Requirement
Copy all lines in the data that contain the string "hits".

=-=-=-=-=

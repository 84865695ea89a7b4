//! Aggregated metrics and health diagnostics across namespaces.

use serde::{Deserialize, Serialize};
use std::collections::BTreeMap;
use vantage_core::{HealthThresholds, Timestamp};

use crate::namespace::NamespaceMetrics;

const BYTES_PER_MB: f64 = 1024.0 * 1024.0;

/// Totals across every namespace.
#[derive(Debug, Clone, Default, PartialEq, Serialize, Deserialize)]
pub struct OverallMetrics {
    pub total_entries: usize,
    pub total_bytes: u64,
    /// Hit rate over all lookups (0.0 to 1.0).
    pub hit_rate: f64,
    pub total_requests: u64,
    pub total_evictions: u64,
}

/// Overall totals plus each namespace's metrics.
#[derive(Debug, Clone, PartialEq, Serialize, Deserialize)]
pub struct AggregateMetrics {
    pub overall: OverallMetrics,
    pub per_namespace: BTreeMap<String, NamespaceMetrics>,
    pub collected_at: Timestamp,
}

impl AggregateMetrics {
    /// Fold per-namespace metrics into an aggregate.
    pub fn from_namespaces<I>(metrics: I, collected_at: Timestamp) -> Self
    where
        I: IntoIterator<Item = NamespaceMetrics>,
    {
        let mut overall = OverallMetrics::default();
        let mut hits = 0u64;
        let mut per_namespace = BTreeMap::new();

        for ns in metrics {
            overall.total_entries += ns.entries;
            overall.total_bytes += ns.bytes;
            overall.total_requests += ns.requests();
            overall.total_evictions += ns.evictions;
            hits += ns.hits;
            per_namespace.insert(ns.namespace.clone(), ns);
        }

        if overall.total_requests > 0 {
            overall.hit_rate = hits as f64 / overall.total_requests as f64;
        }

        Self {
            overall,
            per_namespace,
            collected_at,
        }
    }

    /// Render the operator-facing report. The per-namespace breakdown is only
    /// included when `detailed` is set.
    pub fn to_report(&self, detailed: bool) -> CacheMetricsReport {
        let overall = OverallReport {
            total_entries: self.overall.total_entries,
            memory_usage_mb: to_mb(self.overall.total_bytes),
            hit_rate_pct: to_pct(self.overall.hit_rate),
            total_requests: self.overall.total_requests,
        };

        let breakdown = detailed.then(|| {
            self.per_namespace
                .iter()
                .map(|(name, ns)| {
                    (
                        name.clone(),
                        NamespaceReport {
                            entries: ns.entries,
                            hit_rate_pct: to_pct(ns.hit_rate()),
                            size_mb: to_mb(ns.bytes),
                            hits: ns.hits,
                            misses: ns.misses,
                            evictions: ns.evictions,
                            expirations: ns.expirations,
                            max_entries: ns.max_entries,
                            max_size_mb: to_mb(ns.max_bytes),
                        },
                    )
                })
                .collect()
        });

        CacheMetricsReport {
            overall,
            breakdown,
            collected_at: self.collected_at,
        }
    }
}

/// Operator-facing cache metrics.
#[derive(Debug, Clone, PartialEq, Serialize, Deserialize)]
pub struct CacheMetricsReport {
    pub overall: OverallReport,
    #[serde(skip_serializing_if = "Option::is_none")]
    pub breakdown: Option<BTreeMap<String, NamespaceReport>>,
    pub collected_at: Timestamp,
}

#[derive(Debug, Clone, PartialEq, Serialize, Deserialize)]
pub struct OverallReport {
    pub total_entries: usize,
    pub memory_usage_mb: f64,
    pub hit_rate_pct: f64,
    pub total_requests: u64,
}

#[derive(Debug, Clone, PartialEq, Serialize, Deserialize)]
pub struct NamespaceReport {
    pub entries: usize,
    pub hit_rate_pct: f64,
    pub size_mb: f64,
    pub hits: u64,
    pub misses: u64,
    pub evictions: u64,
    pub expirations: u64,
    pub max_entries: usize,
    pub max_size_mb: f64,
}

fn to_mb(bytes: u64) -> f64 {
    round2(bytes as f64 / BYTES_PER_MB)
}

fn to_pct(rate: f64) -> f64 {
    round2(rate * 100.0)
}

fn round2(value: f64) -> f64 {
    (value * 100.0).round() / 100.0
}

// ============================================================================
// HEALTH
// ============================================================================

/// Cache health diagnostics.
#[derive(Debug, Clone, Default, PartialEq, Serialize, Deserialize)]
pub struct CacheHealthReport {
    pub is_healthy: bool,
    pub warnings: Vec<String>,
    pub recommendations: Vec<String>,
}

/// Judge every namespace against the thresholds.
///
/// A namespace is flagged when its hit rate is below the low-water mark, when
/// it evicts a large share of what it stores (thrashing), or when it sits near
/// either capacity limit.
pub fn assess_health(metrics: &AggregateMetrics, thresholds: &HealthThresholds) -> CacheHealthReport {
    let mut report = CacheHealthReport::default();

    for (name, ns) in &metrics.per_namespace {
        if ns.requests() >= thresholds.min_requests && ns.hit_rate() < thresholds.low_hit_rate {
            report.warnings.push(format!(
                "Namespace '{}' hit rate is {:.1}% (below {:.1}%)",
                name,
                ns.hit_rate() * 100.0,
                thresholds.low_hit_rate * 100.0
            ));
            report.recommendations.push(format!(
                "Lengthen the TTL for '{}' or check that equivalent URLs normalize to the same key",
                name
            ));
        }

        if ns.puts >= thresholds.min_puts {
            let ratio = ns.evictions as f64 / ns.puts as f64;
            if ratio > thresholds.thrash_ratio {
                report.warnings.push(format!(
                    "Namespace '{}' evicted {} of {} writes ({:.1}%)",
                    name,
                    ns.evictions,
                    ns.puts,
                    ratio * 100.0
                ));
                report.recommendations.push(format!(
                    "Raise max_entries or max_bytes for '{}' to stop capacity thrashing",
                    name
                ));
            }
        }

        let byte_fill = ns.bytes as f64 / ns.max_bytes.max(1) as f64;
        let entry_fill = ns.entries as f64 / ns.max_entries.max(1) as f64;
        let fill = byte_fill.max(entry_fill);
        if fill >= thresholds.near_capacity_ratio {
            let limit = if byte_fill >= entry_fill { "byte" } else { "entry" };
            report.warnings.push(format!(
                "Namespace '{}' is at {:.1}% of its {} limit",
                name,
                fill * 100.0,
                limit
            ));
            report.recommendations.push(format!(
                "Increase the {} limit for '{}' or shorten its TTL",
                limit, name
            ));
        }
    }

    report.is_healthy = report.warnings.is_empty();
    report
}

=-=-=-=-=

Exercise result
        let mut hits = 0u64;
            hits += ns.hits;
            overall.hit_rate = hits as f64 / overall.total_requests as f64;
                            hits: ns.hits,
    pub hits: u64,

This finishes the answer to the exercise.